Speaker Diarization
Overview
What is Speaker Diarization
Speaker Diarization is a function that estimates "who is speaking which part" in audio containing multiple speakers. For example, it is useful for distinguishing speakers for each utterance when recording a meeting with multiple participants using a single microphone.
The following figure shows an example of recording a meeting where Mr. Tanaka and Ms. Yamada are talking using a single microphone. In this audio, the utterances of both people are recorded on a single track.
By using the speaker diarization function of AmiVoice API, you can distinguish each utterance by speaker as shown in the figure below, such as "this segment is an utterance by 'speaker0'", "this segment is an utterance by another speaker 'speaker1'".
This function does not identify individuals. Therefore, the application needs to handle the correspondence between "speaker0" and Ms. Yamada, "speaker1" and Mr. Tanaka.
About the API
To use speaker diarization, specify option parameters when making a speech recognition request. The results of speaker diarization are obtained per word. In the speech recognition response, label
is added to the word-level results, and labels to distinguish speakers such as "speaker0" and "speaker1" are set.
Example of speaker diarization results:
"tokens": [
{
"written": "アドバンスト・メディア",
"confidence": 1,
"starttime": 522,
"endtime": 1578,
"spoken": "あどばんすとめでぃあ",
"label": "speaker0"
},
{
"written": "は",
"confidence": 1,
"starttime": 1578,
"endtime": 1834,
"spoken": "は",
"label": "speaker0"
},
{
"written": "、",
"confidence": 0.95,
"starttime": 1834,
"endtime": 2010,
"spoken": "_",
"label": "speaker0"
},
/* Omitted below */
Usage
To use speaker diarization, set the request parameters shown in the table below when making a speech recognition request.
Table. Request parameters for speaker diarization
Interface | Parameter to enable | Parameters for adjustment |
---|---|---|
Sync HTTP / WebSocket | Set useDiarizer=1 in segmenterProperties | diarizerTransitionBias , diarizerAlpha in segmenterProperties |
Async HTTP | Set speakerDiarization=True | diarizationMinSpeaker , diarizationMaxSpeaker |
Please note that the option parameters specified at the time of request differ depending on the interface. The results obtained are in the same format regardless of the interface.

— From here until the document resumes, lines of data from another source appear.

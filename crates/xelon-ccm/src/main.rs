//! Xelon Cloud Controller Manager

use std::sync::Arc;

use anyhow::Context as _;
use clap::{Parser, Subcommand};
use tracing::{error, info, warn};
use xelon_ccm::{
    api::{self, AppState},
    config::{ControllerConfig, RunArgs},
    controllers::{Context, NodeController, ServiceController},
    load_balancer::LoadBalancers,
    node_cache::NodeCache,
    observability::{init_metrics, init_tracing, shutdown_tracing, TracingConfig},
    patcher::KubeServiceStore,
    version,
};

#[derive(Parser)]
#[command(name = "xelon-ccm")]
#[command(about = "Kubernetes cloud controller manager for Xelon")]
#[command(version = version::VERSION)]
struct Cli {
    #[command(subcommand)]
    command: Commands,
}

#[derive(Subcommand)]
enum Commands {
    /// Run the service and node controllers
    Run(RunArgs),
    /// Print build information
    Version,
}

#[tokio::main]
async fn main() -> anyhow::Result<()> {
    rustls::crypto::ring::default_provider()
        .install_default()
        .map_err(|_| anyhow::anyhow!("failed to install rustls crypto provider"))?;

    let cli = Cli::parse();

    match cli.command {
        Commands::Version => {
            println!("{}", version::build_info());
            Ok(())
        }
        Commands::Run(args) => {
            init_tracing(&TracingConfig::from_env())
                .map_err(|e| anyhow::anyhow!("failed to initialize tracing: {e}"))?;
            let result = run(args).await;
            if let Err(e) = &result {
                error!(error = %e, "Controller manager stopped");
            }
            shutdown_tracing();
            result
        }
    }
}

async fn run(args: RunArgs) -> anyhow::Result<()> {
    info!(
        version = %version::full_version(),
        cloud_id = %args.cloud_id,
        kubernetes_cluster_id = %args.kubernetes_cluster_id,
        "Starting xelon-ccm"
    );

    let metrics_state = init_metrics()
        .map_err(|e| anyhow::anyhow!("failed to initialize metrics: {e}"))?;
    let config = ControllerConfig::from_env();

    if args.client_id.as_deref().unwrap_or_default().is_empty() {
        warn!("XELON_CLIENT_ID is not set, API requests are sent without a client id");
    }
    let xelon = xelon_api::Client::new(&args.token, args.client_options())
        .context("failed to build Xelon API client")?;
    let tenant = xelon
        .current_tenant()
        .await
        .context("failed to fetch current Xelon tenant")?;
    info!(tenant_id = %tenant.tenant_id, tenant = %tenant.name, base_url = %xelon.base_url(), "Connected to Xelon");

    let client = kube::Client::try_default()
        .await
        .context("failed to connect to Kubernetes")?;
    info!("Connected to Kubernetes");

    let cloud = Arc::new(xelon);
    let load_balancers = LoadBalancers::new(
        cloud.clone(),
        Arc::new(KubeServiceStore::new(client.clone())),
        args.kubernetes_cluster_id.clone(),
    )
    .with_provisioning_retry(config.provisioning_retry);
    let nodes = NodeCache::new(cloud, args.kubernetes_cluster_id.clone(), config.node_cache_ttl);
    let ctx = Arc::new(Context::new(client.clone(), load_balancers, nodes, config));

    let state = AppState::new(Some(metrics_state));
    state.set_ready(true);

    tokio::select! {
        _ = ServiceController::run(client.clone(), ctx.clone()) => {
            warn!("Service controller stopped");
        }
        _ = NodeController::run(client, ctx) => {
            warn!("Node controller stopped");
        }
        result = api::serve(args.metrics_addr, state) => {
            result.context("health and metrics server failed")?;
        }
    }

    Ok(())
}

The reason for the difference in request parameters is that the speaker diarization method differs between the synchronous HTTP and WebSocket interfaces and the asynchronous HTTP interface. In the synchronous HTTP and WebSocket interfaces, speaker diarization is performed when detecting utterance segments for the audio stream. Therefore, settings are made for segmenterProperties
, which is a parameter for utterance segment detection.

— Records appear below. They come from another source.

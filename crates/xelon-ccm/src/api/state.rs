use std::sync::atomic::{AtomicBool, Ordering};
use std::sync::Arc;

use crate::observability::MetricsState;

/// Shared state of the health and metrics handlers.
#[derive(Clone, Default)]
pub struct AppState {
    pub readiness: Arc<AtomicBool>,
    pub metrics_state: Option<MetricsState>,
}

impl AppState {
    pub fn new(metrics_state: Option<MetricsState>) -> Self {
        Self {
            readiness: Arc::new(AtomicBool::new(false)),
            metrics_state,
        }
    }

    pub fn set_ready(&self, ready: bool) {
        self.readiness.store(ready, Ordering::Release);
    }

    pub fn is_ready(&self) -> bool {
        self.readiness.load(Ordering::Acquire)
    }
}
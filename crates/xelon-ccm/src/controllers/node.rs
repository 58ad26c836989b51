//! Node controller
//!
//! Initializes nodes from the Xelon inventory: records the provider id, labels
//! the instance type and lifts the uninitialized taint the kubelet registers
//! with when started with `--cloud-provider=external`. Nodes missing from the
//! inventory are reported, never deleted.

use std::sync::Arc;

use futures::StreamExt;
use k8s_openapi::api::core::v1::Node;
use kube::{
    api::{Api, Patch, PatchParams},
    runtime::{
        controller::{Action, Controller},
        watcher::Config,
    },
    Client, ResourceExt,
};
use serde_json::Value;
use tokio::time::Instant;
use tracing::{debug, error, info, instrument, warn};

use super::Context;
use crate::error::Error;
use crate::node_cache::InstanceMetadata;
use crate::observability::metrics;
use crate::patcher::{is_empty_patch, merge_patch};

pub const INSTANCE_TYPE_LABEL: &str = "node.kubernetes.io/instance-type";

pub const UNINITIALIZED_TAINT: &str = "node.cloudprovider.kubernetes.io/uninitialized";

pub struct NodeController;

impl NodeController {
    pub async fn run(client: Client, ctx: Arc<Context>) {
        let api: Api<Node> = Api::all(client);

        Controller::new(api, Config::default())
            .run(reconcile, error_policy, ctx)
            .for_each(|res| async move {
                match res {
                    Ok((obj, _)) => debug!(name = %obj.name, "Reconciled Node"),
                    Err(e) => warn!(error = %e, "Node reconcile error"),
                }
            })
            .await;
    }
}

async fn reconcile(node: Arc<Node>, ctx: Arc<Context>) -> Result<Action, Error> {
    let started = Instant::now();
    let result = reconcile_node(&node, &ctx).await;
    let outcome = if result.is_ok() { "success" } else { "error" };
    metrics::record_reconcile("node", outcome, started.elapsed());
    result
}

#[instrument(skip(node, ctx), fields(node = %node.name_any()))]
async fn reconcile_node(node: &Node, ctx: &Context) -> Result<Action, Error> {
    if !ctx.nodes.exists(node).await? {
        warn!("Node has no matching Xelon virtual machine");
        return Ok(Action::requeue(ctx.config.node_resync));
    }
    if ctx.nodes.is_shutdown(node).await? {
        info!("Node is shut down");
    }

    let metadata = ctx.nodes.metadata(node).await?;
    if let Some(patch) = initialization_patch(node, &metadata)? {
        info!(
            provider_id = %metadata.provider_id,
            instance_type = %metadata.instance_type,
            "Initializing node"
        );
        let api: Api<Node> = Api::all(ctx.client.clone());
        api.patch(&node.name_any(), &PatchParams::default(), &Patch::Merge(&patch))
            .await?;
    }

    Ok(Action::requeue(ctx.config.node_resync))
}

/// Merge patch applying `metadata` to `node`, `None` if nothing changes.
fn initialization_patch(node: &Node, metadata: &InstanceMetadata) -> Result<Option<Value>, Error> {
    let mut initialized = node.clone();

    let spec = initialized.spec.get_or_insert_with(Default::default);
    if spec.provider_id.as_deref().unwrap_or_default().is_empty() {
        spec.provider_id = Some(metadata.provider_id.clone());
    }
    if let Some(taints) = spec.taints.as_mut() {
        taints.retain(|taint| taint.key != UNINITIALIZED_TAINT);
    }

    if !metadata.instance_type.is_empty() {
        initialized
            .labels_mut()
            .insert(INSTANCE_TYPE_LABEL.to_string(), metadata.instance_type.clone());
    }

    let patch = merge_patch(&serde_json::to_value(node)?, &serde_json::to_value(&initialized)?);
    Ok((!is_empty_patch(&patch)).then_some(patch))
}

fn error_policy(node: Arc<Node>, error: &Error, ctx: Arc<Context>) -> Action {
    error!(node = %node.name_any(), error = %error, "Reconcile failed");
    Action::requeue(ctx.config.error_requeue)
}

On the other hand, for the asynchronous HTTP interface, speaker diarization is performed with the entire audio file available. Settings are made using parameters specific to asynchronous HTTP.
In this section, we first explain how to enable speaker diarization for each interface, and then describe the parameters for improving accuracy.
Request
We explain how to make a request with speaker diarization enabled for each interface.
Synchronous HTTP Interface
To enable speaker diarization, set useDiarizer=1
in segmenterProperties
. In synchronous HTTP, segmenterProperties
is set in the d
parameter of the request parameters.
Let's explain with an example. When not using speaker diarization, to perform speech recognition with the general-purpose engine using the audio included with the AmiVoice API sample program using the curl command, you would execute the command as follows:
curl https://acp-api.amivoice.com/v1/recognize \
-F u={APP_KEY} \
-F d="grammarFileNames=-a-general" \
-F a=@test.wav
To enable speaker diarization, do the following:
curl https://acp-api.amivoice.com/v1/recognize \
-F u={APP_KEY} \
-F d="grammarFileNames=-a-general segmenterProperties=useDiarizer=1" \
-F a=@test.wav
The order of parameters is not important here. You can also set other parameters together. For details on how to make requests using the synchronous HTTP interface, please see Sending Speech Recognition Requests.
WebSocket Interface
To enable speaker diarization, set useDiarizer=1
in segmenterProperties
. In the WebSocket interface, segmenterProperties
is set in the s
command sent first after connecting via WebSocket.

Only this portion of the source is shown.